I am back on the obstetrics service. Family doctors are good at floating in and out of different areas. Within the last year we have had family doctors working in pediatrics, internal medicine, obstetrics, the outpatient department and emergency room. For most of us it is a pleasure to move around the hospital. It keeps life interesting. The reason I am back on obstetrics is one of the volunteer obstetricians is leaving, and so the consultant staffing is a little bit low. So I am back to fill the needs of the hospital. We are starting this call right with a woman with severe pre-eclampsia, pulmonary embolism, and treatment with warfarin and one previous cesarean section scar needing an emergency surgery. She also has a large anterior uterine fibroid. Without explaining everything, let me say that is a tough case. Below is the team that will take care of it.

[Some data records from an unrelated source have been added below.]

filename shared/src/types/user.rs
use std::fmt;
use std::str::FromStr;

use chrono::{DateTime, Utc};
use serde::{Deserialize, Serialize};

use crate::types::jwt::SCOPE_LIST_USERS;

/// Longest email the `users` table accepts.
pub const MAX_EMAIL_LEN: usize = 191;

/// Read-only view of a stored user, as handed to clients.
///
/// The password hash and role never leave the server.
#[derive(Debug, Clone, PartialEq, Serialize, Deserialize)]
pub struct User {
    pub id: i64,
    pub email: String,
    pub name: String,
    #[serde(skip)]
    pub role: Role,
    pub created_on: DateTime<Utc>,
    pub updated_on: DateTime<Utc>,
}

impl User {
    /// Listing projection: only name and email carry real values, id and
    /// timestamps are left at their zero values.
    pub fn name_and_email(name: String, email: String) -> Self {
        Self {
            id: 0,
            email,
            name,
            role: Role::default(),
            created_on: DateTime::<Utc>::default(),
            updated_on: DateTime::<Utc>::default(),
        }
    }
}

/// Account role persisted alongside the user. Drives the capabilities
/// placed in issued tokens.
#[derive(Debug, Clone, Copy, Default, PartialEq, Eq, Serialize, Deserialize)]
#[serde(rename_all = "snake_case")]
pub enum Role {
    Admin,
    #[default]
    Member,
}

impl Role {
    pub fn as_str(&self) -> &'static str {
        match self {
            Self::Admin => "admin",
            Self::Member => "member",
        }
    }

    /// Capabilities granted to tokens issued for this role.
    pub fn scopes(&self) -> Vec<String> {
        match self {
            Self::Admin => vec![SCOPE_LIST_USERS.to_string()],
            Self::Member => Vec::new(),
        }
    }
}

impl fmt::Display for Role {
    fn fmt(&self, f: &mut fmt::Formatter<'_>) -> fmt::Result {
        f.write_str(self.as_str())
    }
}

impl FromStr for Role {
    type Err = String;

    fn from_str(s: &str) -> Result<Self, Self::Err> {
        match s {
            "admin" => Ok(Self::Admin),
            "member" => Ok(Self::Member),
            other => Err(format!("unknown role: {}", other)),
        }
    }
}

/// Body returned by register and login on success.
#[derive(Debug, Serialize, Deserialize)]
pub struct AuthorizedResponse {
    pub message: String,
    pub user: User,
    pub token: String,
}
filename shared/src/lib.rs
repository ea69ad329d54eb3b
//! Types shared between the userkey server and anything that talks to it:
//! request/response bodies, token claims and the TOML configuration.

pub mod config;
pub mod types;
use shared::types::MAX_EMAIL_LEN;

/// Hash a password using Argon2id
pub fn hash_password(password: &str) -> anyhow::Result<String> {
    use argon2::{
        Argon2,
        password_hash::{PasswordHasher, SaltString},
    };
    use rand::rngs::OsRng;

    let salt = SaltString::generate(&mut OsRng);
    let argon2 = Argon2::default();

    argon2
        .hash_password(password.as_bytes(), &salt)
        .map(|hash| hash.to_string())
        .map_err(|e| anyhow::anyhow!("Password hashing failed: {}", e))
}

/// Verify a password against its hash
pub fn verify_password(hash: &str, password: &str) -> anyhow::Result<bool> {
    use argon2::{
        Argon2,
        password_hash::{PasswordHash, PasswordVerifier},
    };

    let parsed_hash = PasswordHash::new(hash)
        .map_err(|e| anyhow::anyhow!("Failed to parse password hash: {}", e))?;

    Ok(Argon2::default()
        .verify_password(password.as_bytes(), &parsed_hash)
        .is_ok())
}

/// Basic shape check: one `@` with something on both sides, a dot in the
/// domain, no whitespace, and short enough for the `users` table.
pub fn is_valid_email(email: &str) -> bool {
    if email.len() > MAX_EMAIL_LEN || email.chars().any(char::is_whitespace) {
        return false;
    }

    match email.split_once('@') {
        Some((local, domain)) => {
            !local.is_empty()
                && !domain.contains('@')
                && domain.contains('.')
                && !domain.starts_with('.')
                && !domain.ends_with('.')
        }
        None => false,
    }
}
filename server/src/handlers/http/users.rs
use hyper::{Request, StatusCode};
use tracing::{error, info};

use crate::AppState;
use crate::database;
use crate::handlers::http::utils::{
    HttpResult, RequestBody, deliver_error_json, deliver_serialized_json,
};
use crate::token::Authenticated;

/// `GET /v1/user/all`
///
/// The router has already checked the caller's capability. Returns up to
/// `users.list_limit` users with only name and email filled in.
pub async fn handle_list_users(
    _req: Request<RequestBody>,
    state: AppState,
    caller: Authenticated,
) -> HttpResult {
    let limit = state.config.users.list_limit;

    match database::list_names_and_emails(&state.db, limit).await {
        Ok(users) => {
            info!("User {} listed {} users", caller.user_id, users.len());
            deliver_serialized_json(&users, StatusCode::OK)
        }
        Err(e) => {
            error!("Failed to list users: {}", e);
            deliver_error_json(
                "DATABASE_ERROR",
                "Failed to read users",
                StatusCode::INTERNAL_SERVER_ERROR,
            )
        }
    }
}
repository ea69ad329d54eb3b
pub mod login;
pub mod register;

pub use login::handle_login;
pub use register::handle_register;
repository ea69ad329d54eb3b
pub mod http;
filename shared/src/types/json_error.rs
use std::fmt;

use serde::{Deserialize, Serialize};

/// Value of `status` in every error body.
pub const ERROR_STATUS: &str = "error";

/// Body of every non-2xx JSON response: `{"status":"error","code":..,"message":..}`.
///
/// `code` is a stable SCREAMING_SNAKE identifier clients can match on;
/// `message` is for humans and may change.
#[derive(Debug, Clone, PartialEq, Eq, Serialize, Deserialize)]
pub struct ErrorResponse {
    pub status: String,
    pub code: String,
    pub message: String,
}

impl ErrorResponse {
    pub fn new(code: impl Into<String>, message: impl Into<String>) -> Self {
        Self {
            status: ERROR_STATUS.to_string(),
            code: code.into(),
            message: message.into(),
        }
    }
}

impl fmt::Display for ErrorResponse {
    fn fmt(&self, f: &mut fmt::Formatter<'_>) -> fmt::Result {
        write!(f, "{}: {}", self.code, self.message)
    }
}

All my obstetric calls seem to take me on to places I do not want to go. My last call started with a older woman with severe high blood pressure at about 26 weeks pregnancy. These pressures were so high she was at risk of seizing, and her baby was not getting the blood flow through the placenta that it needed to live. So off to the operating room we went to deliver this too young baby. To complicate the matter there were big benign tumors all over her uterus. God is good and we were able to deliver her baby without too much difficulty. Unfortunately 2 days later her baby passed. 26 weeks is a threshold age for premature babies at our hospital where the chance of survival decreases. This same mother did end up seizing 2 days later from her pre-eclampsia, and is still in the ICU being treated for very high blood pressure. As this was going on we had a call that a patient was coming in with a molar pregnancy, which is a non-viable pregnancy that can transform to a cancer. She had been bleeding, although she was stable on arrival. Then another call came with a possible ectopic pregnancy arriving (an ectopic pregnancy is a non-viable pregnancy outside the uterus which can cause massive bleeding killing the mother). We started evaluating her, and a another call came in letting us know that a woman with a cancer of her hand (she was going for amputation of her entire arm the following day) who happened to be pregnant had unfortunately lost her baby. It is called an IUFD or intrauterine fetal demise. Did we need to induce now or wait until after surgery. We decided to wait and get the arm taken care of first. Another older woman rolled into the casualty (ER) with severe pelvic pain. We admitted her and it turned out that she had bilateral tubo-ovarian abcesses that were causing her to become septic. This are major infections of the female reproductive organs. Somewhere amidst all of this another woman arrived. She was 38 weeks pregnant, and she had a huge vulvar abcess due to an infected Bartholin’s gland. We admitted her to prepare her for surgery the following day. It was a busy night, and not all of it is exactly the bread and butter of family medicine. Oh yeah. I have just been switched off of medicine to do a month of full time obstetrics. The needs of the hospital must be met. 🙂 What have I got myself into?